BEGIN
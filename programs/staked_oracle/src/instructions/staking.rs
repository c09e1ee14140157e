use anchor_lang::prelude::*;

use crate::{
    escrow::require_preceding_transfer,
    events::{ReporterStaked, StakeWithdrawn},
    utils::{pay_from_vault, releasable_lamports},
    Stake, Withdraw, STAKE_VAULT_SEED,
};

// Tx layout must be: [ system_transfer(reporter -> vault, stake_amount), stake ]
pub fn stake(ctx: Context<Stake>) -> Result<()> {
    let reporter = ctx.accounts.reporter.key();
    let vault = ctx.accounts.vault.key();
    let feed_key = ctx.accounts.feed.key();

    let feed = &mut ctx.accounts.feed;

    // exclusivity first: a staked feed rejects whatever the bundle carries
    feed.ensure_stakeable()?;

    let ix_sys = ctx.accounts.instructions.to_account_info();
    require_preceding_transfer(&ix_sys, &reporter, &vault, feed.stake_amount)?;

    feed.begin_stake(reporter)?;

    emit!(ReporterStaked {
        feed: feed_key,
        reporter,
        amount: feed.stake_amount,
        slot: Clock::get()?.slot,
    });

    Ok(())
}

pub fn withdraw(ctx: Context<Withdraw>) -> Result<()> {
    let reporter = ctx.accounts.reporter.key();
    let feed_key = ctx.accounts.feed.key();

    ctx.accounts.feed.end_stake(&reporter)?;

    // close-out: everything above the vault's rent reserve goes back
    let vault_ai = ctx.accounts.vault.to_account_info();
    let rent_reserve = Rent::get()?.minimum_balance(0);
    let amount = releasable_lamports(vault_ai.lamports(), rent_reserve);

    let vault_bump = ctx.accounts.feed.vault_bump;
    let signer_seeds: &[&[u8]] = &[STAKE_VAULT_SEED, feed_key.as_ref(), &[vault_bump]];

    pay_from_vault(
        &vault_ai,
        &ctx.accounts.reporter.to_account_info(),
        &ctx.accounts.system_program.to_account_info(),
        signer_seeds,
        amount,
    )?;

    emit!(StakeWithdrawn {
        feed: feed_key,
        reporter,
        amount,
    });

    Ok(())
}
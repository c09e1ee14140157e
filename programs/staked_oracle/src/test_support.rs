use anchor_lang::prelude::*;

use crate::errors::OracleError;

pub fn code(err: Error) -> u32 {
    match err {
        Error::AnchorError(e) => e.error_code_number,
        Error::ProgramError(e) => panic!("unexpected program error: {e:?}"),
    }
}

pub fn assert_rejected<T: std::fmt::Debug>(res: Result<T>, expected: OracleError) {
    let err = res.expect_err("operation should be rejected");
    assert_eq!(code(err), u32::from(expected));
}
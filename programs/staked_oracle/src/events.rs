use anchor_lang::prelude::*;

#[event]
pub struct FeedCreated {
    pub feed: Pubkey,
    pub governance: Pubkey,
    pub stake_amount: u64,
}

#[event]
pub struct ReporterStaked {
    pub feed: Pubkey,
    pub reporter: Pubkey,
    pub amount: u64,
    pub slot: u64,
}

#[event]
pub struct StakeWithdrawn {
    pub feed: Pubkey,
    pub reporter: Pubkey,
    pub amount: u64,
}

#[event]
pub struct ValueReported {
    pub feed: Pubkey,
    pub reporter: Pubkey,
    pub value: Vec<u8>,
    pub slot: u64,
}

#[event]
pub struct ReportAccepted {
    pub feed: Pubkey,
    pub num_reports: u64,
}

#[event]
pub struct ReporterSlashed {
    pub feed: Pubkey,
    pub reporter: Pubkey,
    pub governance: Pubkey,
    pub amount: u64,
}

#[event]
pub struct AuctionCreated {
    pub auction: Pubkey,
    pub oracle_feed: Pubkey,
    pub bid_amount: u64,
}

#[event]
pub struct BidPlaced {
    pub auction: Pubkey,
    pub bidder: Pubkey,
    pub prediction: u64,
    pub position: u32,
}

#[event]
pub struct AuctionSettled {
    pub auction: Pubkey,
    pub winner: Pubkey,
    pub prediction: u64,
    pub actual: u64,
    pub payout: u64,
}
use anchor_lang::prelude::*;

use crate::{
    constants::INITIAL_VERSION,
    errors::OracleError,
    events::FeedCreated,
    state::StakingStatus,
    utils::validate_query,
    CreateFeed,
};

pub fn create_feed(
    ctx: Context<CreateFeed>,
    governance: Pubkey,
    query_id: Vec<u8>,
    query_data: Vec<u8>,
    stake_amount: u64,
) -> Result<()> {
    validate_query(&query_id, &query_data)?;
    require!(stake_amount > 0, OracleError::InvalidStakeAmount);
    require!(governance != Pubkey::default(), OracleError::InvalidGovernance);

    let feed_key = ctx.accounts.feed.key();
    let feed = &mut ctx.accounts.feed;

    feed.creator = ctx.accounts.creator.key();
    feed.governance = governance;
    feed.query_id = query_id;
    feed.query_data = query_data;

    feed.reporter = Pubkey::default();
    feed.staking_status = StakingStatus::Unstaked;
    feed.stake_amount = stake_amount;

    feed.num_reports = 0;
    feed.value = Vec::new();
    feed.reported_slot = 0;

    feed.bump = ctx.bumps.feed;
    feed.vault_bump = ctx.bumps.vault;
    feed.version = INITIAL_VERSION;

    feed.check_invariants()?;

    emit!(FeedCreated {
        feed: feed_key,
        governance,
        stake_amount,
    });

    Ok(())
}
END
BEGIN
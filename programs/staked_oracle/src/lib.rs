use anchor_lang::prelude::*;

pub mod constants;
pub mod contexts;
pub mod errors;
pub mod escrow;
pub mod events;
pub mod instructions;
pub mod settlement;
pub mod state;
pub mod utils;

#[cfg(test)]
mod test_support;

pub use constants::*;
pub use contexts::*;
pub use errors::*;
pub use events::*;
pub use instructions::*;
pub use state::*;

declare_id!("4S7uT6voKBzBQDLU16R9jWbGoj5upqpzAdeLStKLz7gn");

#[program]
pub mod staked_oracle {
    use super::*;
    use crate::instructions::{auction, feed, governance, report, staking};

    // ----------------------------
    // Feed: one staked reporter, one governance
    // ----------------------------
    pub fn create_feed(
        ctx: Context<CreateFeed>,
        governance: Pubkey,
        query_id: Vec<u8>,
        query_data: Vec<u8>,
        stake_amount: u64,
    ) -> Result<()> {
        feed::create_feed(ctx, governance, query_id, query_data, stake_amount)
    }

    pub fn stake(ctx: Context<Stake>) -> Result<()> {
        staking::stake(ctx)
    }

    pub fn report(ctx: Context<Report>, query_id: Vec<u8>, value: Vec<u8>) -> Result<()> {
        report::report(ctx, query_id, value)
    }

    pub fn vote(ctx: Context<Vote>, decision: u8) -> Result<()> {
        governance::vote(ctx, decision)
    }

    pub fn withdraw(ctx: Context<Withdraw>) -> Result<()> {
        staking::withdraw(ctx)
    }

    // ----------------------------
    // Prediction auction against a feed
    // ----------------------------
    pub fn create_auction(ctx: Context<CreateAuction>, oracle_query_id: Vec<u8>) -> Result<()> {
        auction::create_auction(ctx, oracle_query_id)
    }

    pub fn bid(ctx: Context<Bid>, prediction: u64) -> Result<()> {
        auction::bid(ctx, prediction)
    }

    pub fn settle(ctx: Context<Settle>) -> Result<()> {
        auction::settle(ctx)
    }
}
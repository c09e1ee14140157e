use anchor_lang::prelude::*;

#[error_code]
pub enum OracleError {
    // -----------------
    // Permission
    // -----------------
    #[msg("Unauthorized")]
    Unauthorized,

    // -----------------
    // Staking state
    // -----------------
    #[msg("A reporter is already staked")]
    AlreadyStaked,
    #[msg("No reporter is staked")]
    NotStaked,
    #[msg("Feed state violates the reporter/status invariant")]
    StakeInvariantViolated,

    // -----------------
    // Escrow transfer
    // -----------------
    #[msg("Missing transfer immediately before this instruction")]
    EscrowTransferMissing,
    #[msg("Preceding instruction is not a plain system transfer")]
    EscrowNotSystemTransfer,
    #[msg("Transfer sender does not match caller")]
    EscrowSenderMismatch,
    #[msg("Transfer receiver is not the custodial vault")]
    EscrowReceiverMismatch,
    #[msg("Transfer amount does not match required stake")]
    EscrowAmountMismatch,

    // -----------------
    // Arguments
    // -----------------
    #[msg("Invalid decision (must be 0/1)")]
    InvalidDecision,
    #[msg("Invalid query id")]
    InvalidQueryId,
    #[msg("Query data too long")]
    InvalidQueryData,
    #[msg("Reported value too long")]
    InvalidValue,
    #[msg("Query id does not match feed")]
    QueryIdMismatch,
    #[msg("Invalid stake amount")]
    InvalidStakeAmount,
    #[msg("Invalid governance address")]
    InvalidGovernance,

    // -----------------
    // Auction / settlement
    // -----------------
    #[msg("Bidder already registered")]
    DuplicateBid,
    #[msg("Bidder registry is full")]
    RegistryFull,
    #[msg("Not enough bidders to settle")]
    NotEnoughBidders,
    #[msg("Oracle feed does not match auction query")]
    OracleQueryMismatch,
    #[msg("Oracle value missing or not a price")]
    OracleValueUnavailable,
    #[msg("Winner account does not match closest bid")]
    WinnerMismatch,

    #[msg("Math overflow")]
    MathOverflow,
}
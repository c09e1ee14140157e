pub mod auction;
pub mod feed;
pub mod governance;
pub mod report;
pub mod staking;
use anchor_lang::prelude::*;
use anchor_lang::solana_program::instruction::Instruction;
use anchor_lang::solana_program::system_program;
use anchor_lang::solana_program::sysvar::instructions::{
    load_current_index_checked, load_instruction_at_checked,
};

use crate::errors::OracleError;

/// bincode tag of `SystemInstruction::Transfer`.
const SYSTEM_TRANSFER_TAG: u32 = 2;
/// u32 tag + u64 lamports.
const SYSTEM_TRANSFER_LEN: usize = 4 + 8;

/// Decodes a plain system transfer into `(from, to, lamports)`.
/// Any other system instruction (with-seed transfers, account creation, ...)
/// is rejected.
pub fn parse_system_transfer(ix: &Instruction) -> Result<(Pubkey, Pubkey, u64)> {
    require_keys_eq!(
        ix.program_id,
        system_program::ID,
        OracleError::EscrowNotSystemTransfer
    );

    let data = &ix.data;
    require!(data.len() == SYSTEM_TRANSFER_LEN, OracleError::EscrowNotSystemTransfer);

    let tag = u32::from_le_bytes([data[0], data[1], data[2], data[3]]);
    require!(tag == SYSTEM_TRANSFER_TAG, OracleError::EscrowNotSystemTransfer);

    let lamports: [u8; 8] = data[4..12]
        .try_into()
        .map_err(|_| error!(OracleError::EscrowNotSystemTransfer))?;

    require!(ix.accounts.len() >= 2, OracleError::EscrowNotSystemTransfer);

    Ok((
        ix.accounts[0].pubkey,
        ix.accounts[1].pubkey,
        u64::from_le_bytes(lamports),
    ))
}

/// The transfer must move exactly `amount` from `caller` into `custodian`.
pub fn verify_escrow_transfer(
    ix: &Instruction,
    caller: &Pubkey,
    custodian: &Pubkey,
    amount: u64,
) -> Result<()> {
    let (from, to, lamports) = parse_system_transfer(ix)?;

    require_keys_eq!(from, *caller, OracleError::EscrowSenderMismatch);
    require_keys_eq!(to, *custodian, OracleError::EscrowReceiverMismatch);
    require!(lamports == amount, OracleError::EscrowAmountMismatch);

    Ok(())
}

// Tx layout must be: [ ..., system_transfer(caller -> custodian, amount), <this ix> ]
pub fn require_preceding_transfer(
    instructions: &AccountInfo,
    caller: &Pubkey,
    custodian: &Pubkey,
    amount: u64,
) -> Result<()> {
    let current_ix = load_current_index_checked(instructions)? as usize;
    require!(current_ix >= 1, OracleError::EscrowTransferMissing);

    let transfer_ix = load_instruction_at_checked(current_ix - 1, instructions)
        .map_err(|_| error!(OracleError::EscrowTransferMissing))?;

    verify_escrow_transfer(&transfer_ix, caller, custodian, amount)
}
END
BEGIN
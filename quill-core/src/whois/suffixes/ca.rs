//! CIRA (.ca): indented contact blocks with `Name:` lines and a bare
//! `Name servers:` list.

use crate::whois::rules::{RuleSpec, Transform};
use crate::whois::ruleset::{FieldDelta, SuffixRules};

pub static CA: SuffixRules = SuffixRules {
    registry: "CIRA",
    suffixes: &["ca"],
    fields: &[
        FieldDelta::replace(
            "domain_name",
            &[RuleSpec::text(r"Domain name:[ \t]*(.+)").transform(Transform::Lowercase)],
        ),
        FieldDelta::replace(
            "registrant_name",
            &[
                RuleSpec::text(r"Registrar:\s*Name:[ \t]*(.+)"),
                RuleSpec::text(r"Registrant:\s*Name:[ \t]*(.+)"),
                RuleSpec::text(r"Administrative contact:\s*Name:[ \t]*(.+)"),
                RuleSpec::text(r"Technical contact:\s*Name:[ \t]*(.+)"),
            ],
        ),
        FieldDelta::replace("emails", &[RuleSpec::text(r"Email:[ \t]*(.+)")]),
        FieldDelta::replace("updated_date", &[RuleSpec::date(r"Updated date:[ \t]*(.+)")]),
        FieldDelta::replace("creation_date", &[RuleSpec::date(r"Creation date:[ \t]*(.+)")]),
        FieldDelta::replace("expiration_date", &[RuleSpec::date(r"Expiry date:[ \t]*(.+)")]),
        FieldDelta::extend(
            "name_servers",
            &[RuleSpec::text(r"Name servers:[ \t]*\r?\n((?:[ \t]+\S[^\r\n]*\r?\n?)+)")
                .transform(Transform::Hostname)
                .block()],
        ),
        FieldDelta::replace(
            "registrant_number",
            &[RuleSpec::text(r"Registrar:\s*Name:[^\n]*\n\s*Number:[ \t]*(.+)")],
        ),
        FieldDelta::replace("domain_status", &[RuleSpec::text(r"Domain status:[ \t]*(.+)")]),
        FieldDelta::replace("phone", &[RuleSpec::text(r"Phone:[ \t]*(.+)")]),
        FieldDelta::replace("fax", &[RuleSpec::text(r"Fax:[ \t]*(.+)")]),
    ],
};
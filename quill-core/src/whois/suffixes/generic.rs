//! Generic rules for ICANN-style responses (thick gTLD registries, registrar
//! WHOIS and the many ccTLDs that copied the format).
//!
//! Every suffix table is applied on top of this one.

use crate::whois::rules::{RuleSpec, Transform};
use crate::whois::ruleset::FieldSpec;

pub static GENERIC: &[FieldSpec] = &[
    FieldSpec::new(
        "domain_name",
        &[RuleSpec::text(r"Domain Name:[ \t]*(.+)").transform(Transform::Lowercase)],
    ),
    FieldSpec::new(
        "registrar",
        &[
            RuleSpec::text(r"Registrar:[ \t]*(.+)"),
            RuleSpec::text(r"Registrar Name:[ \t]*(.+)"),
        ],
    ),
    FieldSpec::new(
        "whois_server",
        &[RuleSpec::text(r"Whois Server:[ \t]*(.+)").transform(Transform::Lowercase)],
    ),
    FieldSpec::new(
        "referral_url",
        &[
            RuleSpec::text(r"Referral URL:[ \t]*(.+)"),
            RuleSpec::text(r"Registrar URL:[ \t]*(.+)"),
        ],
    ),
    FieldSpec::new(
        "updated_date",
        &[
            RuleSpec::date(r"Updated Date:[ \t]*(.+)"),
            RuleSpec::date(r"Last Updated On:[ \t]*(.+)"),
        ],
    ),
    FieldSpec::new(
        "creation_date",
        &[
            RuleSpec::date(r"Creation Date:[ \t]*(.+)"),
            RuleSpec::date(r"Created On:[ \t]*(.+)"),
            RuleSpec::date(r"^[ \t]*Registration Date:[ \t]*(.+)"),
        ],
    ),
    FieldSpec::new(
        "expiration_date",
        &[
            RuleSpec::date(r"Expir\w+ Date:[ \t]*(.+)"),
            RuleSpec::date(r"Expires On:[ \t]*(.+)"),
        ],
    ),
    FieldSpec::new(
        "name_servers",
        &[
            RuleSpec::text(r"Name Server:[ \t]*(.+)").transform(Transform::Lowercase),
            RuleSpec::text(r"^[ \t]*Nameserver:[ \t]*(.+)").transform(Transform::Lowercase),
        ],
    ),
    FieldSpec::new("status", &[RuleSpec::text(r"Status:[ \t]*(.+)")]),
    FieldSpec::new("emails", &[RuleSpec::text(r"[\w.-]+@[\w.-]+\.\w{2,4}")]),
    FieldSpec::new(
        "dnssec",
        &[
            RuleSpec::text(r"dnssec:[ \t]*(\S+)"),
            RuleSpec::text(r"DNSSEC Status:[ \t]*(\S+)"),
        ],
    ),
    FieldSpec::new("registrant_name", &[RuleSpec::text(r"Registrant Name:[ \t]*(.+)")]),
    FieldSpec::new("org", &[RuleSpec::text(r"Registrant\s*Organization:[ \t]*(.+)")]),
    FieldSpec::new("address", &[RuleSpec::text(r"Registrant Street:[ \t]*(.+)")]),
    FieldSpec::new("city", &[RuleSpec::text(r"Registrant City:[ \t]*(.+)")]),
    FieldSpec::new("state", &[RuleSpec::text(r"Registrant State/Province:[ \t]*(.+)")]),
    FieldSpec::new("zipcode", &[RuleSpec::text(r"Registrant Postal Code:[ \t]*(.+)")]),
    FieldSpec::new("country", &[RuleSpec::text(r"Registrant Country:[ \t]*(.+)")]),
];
END
Take each line above that contains "this" and copy it out.

- Solved problem
    #[msg("Missing transfer immediately before this instruction")]
// Tx layout must be: [ ..., system_transfer(caller -> custodian, amount), <this ix> ]
//! Every suffix table is applied on top of this one.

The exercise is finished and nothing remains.